→ **TASK STATEMENT**:
Your response should reproduce every line of the entries that contains the word "search".
START RECORD EXCERPTS
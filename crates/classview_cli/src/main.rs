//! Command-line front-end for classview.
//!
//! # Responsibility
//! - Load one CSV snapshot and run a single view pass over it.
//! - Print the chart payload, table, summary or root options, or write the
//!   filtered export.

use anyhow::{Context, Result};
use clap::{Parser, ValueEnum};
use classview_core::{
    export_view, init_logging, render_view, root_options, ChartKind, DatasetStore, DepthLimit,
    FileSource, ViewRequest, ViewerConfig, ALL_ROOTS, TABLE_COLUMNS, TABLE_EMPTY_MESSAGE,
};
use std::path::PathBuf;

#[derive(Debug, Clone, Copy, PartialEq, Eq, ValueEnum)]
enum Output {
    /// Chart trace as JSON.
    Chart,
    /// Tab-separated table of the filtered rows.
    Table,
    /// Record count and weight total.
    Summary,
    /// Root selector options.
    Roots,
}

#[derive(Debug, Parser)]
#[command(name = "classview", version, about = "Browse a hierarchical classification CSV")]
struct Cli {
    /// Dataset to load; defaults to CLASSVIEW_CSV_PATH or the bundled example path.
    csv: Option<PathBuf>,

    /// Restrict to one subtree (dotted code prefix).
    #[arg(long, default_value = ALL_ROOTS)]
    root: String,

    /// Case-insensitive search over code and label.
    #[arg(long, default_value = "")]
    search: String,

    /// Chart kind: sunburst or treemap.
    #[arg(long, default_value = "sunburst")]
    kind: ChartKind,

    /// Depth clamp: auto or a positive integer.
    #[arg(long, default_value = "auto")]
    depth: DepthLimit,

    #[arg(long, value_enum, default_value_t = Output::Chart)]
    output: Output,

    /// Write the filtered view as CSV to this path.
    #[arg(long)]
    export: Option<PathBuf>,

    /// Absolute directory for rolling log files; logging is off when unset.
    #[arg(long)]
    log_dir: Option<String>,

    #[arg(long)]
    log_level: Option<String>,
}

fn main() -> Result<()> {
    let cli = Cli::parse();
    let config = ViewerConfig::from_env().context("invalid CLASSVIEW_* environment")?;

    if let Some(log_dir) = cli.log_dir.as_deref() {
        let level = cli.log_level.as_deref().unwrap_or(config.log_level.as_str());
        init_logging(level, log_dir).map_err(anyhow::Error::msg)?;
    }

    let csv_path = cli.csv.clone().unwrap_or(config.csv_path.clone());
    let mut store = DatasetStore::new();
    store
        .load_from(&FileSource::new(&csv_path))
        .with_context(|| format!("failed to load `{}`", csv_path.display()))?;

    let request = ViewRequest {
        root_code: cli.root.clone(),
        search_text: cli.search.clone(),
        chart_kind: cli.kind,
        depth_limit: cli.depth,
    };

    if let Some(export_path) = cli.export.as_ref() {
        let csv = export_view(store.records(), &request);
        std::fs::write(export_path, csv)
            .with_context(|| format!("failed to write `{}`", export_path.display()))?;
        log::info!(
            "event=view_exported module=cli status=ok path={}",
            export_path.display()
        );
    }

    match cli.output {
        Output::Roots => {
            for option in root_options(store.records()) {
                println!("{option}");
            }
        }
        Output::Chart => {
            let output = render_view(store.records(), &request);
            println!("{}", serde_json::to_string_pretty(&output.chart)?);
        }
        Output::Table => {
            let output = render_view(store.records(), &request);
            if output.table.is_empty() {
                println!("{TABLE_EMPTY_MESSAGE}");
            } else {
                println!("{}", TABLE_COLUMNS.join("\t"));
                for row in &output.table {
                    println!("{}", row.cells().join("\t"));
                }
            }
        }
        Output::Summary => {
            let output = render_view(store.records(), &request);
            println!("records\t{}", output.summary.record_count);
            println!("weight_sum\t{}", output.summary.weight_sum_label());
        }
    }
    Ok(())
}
END RECORD EXCERPTS
→ **YOUR SOLUTION**:
    /// Case-insensitive search over code and label.
    search: String,
        search_text: cli.search.clone(),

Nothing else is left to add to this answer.